Below are the records. Transcribe them exactly.

Segment Open

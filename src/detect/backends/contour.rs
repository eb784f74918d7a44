use anyhow::Result;

use crate::detect::backend::DetectorBackend;
use crate::detect::pipeline;
use crate::detect::result::Point;
use crate::frame::Frame;

/// Edge/contour pipeline backend. Stateless between frames.
#[derive(Debug, Default)]
pub struct ContourBackend;

impl ContourBackend {
    pub fn new() -> Self {
        Self
    }
}

impl DetectorBackend for ContourBackend {
    fn name(&self) -> &'static str {
        "contour"
    }

    fn detect(&mut self, frame: &Frame) -> Result<Option<Point>> {
        pipeline::locate(frame)
    }
}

Segment Closed

◆ Exercise response ◆
filename src/detect/backends/contour.rs
repository eb784f74918d7a44
use anyhow::Result;

use crate::detect::backend::DetectorBackend;
use crate::detect::pipeline;
use crate::detect::result::Point;
use crate::frame::Frame;

/// Edge/contour pipeline backend. Stateless between frames.
#[derive(Debug, Default)]
pub struct ContourBackend;

impl ContourBackend {
    pub fn new() -> Self {
        Self
    }
}

impl DetectorBackend for ContourBackend {
    fn name(&self) -> &'static str {
        "contour"
    }

    fn detect(&mut self, frame: &Frame) -> Result<Option<Point>> {
        pipeline::locate(frame)
    }
}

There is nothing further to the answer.